• Material provided:
>>

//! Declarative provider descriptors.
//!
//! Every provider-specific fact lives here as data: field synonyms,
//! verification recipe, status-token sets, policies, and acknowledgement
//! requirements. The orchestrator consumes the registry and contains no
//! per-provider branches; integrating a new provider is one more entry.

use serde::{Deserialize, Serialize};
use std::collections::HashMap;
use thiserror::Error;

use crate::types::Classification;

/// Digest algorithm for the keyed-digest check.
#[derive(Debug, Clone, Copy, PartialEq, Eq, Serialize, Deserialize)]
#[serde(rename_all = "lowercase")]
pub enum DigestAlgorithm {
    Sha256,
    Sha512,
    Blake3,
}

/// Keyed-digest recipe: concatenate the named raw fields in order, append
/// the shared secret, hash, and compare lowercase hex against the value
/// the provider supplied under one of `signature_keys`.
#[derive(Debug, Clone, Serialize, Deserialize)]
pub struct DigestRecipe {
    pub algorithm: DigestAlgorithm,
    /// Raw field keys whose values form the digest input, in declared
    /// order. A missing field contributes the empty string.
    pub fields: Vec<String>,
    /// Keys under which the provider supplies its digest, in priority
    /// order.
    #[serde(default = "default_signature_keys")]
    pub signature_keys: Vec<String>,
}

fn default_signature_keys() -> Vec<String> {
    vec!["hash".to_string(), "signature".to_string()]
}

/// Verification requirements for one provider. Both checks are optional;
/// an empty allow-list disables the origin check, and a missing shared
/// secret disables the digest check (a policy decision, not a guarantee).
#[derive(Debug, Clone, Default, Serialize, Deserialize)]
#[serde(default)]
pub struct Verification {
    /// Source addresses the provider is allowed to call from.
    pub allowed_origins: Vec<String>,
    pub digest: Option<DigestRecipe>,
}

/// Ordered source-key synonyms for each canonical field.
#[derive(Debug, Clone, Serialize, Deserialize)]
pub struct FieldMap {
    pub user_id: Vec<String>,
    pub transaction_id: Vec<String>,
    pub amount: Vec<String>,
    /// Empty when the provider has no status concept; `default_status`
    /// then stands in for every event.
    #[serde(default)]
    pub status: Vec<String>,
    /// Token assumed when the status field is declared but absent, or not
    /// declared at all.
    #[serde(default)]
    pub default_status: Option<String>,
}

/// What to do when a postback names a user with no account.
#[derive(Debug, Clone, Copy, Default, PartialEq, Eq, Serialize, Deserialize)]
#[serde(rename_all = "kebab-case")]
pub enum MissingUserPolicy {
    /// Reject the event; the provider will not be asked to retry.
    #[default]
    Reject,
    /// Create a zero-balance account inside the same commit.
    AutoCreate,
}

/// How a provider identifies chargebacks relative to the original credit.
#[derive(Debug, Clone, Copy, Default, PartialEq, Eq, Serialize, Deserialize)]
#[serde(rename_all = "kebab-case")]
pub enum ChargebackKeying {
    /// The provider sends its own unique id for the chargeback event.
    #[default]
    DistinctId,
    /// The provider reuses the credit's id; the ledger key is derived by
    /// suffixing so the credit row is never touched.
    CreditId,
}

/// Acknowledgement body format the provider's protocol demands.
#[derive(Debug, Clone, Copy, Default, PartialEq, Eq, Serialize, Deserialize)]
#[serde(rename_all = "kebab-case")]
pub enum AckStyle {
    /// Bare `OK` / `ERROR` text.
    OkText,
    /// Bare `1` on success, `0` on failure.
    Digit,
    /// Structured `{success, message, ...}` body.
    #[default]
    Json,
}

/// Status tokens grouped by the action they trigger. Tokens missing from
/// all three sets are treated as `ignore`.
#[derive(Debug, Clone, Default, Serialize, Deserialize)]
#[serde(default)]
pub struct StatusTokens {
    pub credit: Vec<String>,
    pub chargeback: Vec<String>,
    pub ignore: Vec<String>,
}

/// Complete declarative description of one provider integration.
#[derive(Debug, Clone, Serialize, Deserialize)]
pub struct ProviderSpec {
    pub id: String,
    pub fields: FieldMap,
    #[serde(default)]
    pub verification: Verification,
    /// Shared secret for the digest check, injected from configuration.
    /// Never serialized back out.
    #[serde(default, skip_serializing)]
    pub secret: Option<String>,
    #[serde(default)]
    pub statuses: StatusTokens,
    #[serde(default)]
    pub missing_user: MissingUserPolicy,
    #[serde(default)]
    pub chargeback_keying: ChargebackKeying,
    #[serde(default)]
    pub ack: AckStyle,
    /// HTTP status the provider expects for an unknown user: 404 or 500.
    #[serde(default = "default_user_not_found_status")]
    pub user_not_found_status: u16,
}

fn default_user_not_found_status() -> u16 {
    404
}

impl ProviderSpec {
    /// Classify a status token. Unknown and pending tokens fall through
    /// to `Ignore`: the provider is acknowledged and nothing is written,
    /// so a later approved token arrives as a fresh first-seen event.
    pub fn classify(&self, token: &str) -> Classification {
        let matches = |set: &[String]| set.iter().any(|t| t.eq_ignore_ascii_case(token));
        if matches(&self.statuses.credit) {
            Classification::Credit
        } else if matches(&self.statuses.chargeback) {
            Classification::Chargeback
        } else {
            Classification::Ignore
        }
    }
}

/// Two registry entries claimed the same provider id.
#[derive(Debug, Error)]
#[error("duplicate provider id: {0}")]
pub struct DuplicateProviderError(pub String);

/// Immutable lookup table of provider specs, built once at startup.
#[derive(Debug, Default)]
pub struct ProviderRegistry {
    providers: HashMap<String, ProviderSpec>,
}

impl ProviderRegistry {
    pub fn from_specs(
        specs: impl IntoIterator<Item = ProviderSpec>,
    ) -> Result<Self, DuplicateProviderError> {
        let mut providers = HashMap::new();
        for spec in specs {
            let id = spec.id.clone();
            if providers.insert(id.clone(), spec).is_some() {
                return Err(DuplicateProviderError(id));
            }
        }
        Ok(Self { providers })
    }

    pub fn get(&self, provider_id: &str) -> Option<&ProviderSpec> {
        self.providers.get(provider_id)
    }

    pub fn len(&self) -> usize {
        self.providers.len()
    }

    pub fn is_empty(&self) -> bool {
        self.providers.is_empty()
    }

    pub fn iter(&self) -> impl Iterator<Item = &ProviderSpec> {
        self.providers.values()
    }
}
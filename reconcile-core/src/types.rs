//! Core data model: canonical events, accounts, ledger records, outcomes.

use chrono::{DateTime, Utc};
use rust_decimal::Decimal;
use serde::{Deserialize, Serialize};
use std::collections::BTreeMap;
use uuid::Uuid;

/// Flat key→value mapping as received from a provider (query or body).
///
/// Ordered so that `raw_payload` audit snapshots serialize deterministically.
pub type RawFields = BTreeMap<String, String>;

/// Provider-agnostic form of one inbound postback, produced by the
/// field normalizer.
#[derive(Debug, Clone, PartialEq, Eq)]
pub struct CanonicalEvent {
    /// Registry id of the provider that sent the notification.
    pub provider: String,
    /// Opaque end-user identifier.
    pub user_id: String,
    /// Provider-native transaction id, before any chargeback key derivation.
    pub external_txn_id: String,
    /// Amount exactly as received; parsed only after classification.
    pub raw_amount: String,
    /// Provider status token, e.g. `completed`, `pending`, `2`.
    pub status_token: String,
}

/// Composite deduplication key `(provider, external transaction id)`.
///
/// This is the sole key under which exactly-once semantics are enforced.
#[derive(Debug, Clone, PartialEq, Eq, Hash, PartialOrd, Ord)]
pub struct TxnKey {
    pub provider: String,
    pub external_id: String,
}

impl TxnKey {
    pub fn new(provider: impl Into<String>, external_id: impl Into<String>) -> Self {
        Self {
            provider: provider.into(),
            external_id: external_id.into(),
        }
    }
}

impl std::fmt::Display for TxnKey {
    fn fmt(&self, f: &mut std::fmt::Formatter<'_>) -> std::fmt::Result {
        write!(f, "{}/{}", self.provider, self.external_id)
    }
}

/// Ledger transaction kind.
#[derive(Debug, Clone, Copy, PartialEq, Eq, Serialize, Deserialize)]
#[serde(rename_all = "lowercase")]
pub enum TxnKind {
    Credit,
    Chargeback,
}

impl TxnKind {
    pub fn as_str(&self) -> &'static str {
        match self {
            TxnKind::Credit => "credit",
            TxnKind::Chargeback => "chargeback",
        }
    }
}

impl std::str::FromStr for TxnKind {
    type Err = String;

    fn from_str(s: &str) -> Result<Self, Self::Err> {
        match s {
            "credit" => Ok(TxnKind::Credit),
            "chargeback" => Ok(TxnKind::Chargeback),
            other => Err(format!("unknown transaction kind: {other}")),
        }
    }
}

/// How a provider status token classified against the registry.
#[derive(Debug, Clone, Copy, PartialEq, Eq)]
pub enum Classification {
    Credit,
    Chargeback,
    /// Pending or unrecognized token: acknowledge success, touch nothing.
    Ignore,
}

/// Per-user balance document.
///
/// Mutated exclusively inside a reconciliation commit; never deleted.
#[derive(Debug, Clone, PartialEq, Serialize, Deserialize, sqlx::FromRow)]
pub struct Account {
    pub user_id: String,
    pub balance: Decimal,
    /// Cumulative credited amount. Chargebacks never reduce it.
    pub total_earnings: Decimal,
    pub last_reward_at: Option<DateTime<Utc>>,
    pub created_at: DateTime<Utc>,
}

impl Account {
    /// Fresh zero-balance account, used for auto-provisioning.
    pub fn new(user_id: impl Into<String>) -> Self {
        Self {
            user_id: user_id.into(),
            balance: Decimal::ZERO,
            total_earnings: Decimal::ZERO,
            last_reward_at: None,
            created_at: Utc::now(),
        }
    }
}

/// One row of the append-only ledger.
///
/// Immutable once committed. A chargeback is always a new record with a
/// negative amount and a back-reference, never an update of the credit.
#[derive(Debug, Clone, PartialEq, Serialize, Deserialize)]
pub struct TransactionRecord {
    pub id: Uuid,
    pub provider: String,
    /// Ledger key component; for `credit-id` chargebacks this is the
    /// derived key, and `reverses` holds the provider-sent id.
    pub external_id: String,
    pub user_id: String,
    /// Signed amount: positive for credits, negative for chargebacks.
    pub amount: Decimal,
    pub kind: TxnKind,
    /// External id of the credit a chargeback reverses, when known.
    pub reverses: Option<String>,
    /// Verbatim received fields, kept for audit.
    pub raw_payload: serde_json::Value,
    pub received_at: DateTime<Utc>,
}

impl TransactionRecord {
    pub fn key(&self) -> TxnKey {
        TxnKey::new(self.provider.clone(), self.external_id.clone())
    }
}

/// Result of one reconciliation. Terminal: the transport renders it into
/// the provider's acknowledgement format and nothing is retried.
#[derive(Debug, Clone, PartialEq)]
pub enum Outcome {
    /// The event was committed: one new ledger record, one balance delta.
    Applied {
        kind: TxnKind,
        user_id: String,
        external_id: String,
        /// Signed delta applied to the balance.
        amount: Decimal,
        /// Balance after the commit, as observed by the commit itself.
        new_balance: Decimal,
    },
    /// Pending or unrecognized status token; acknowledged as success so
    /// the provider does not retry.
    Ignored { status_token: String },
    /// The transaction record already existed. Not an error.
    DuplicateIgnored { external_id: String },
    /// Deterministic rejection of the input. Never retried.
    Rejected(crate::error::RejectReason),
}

<<

• Requirement:
Match on "when" and report each line of the data above that has it.

• Completed task:
    /// Empty when the provider has no status concept; `default_status`
    /// Token assumed when the status field is declared but absent, or not
/// What to do when a postback names a user with no account.
    /// External id of the credit a chargeback reverses, when known.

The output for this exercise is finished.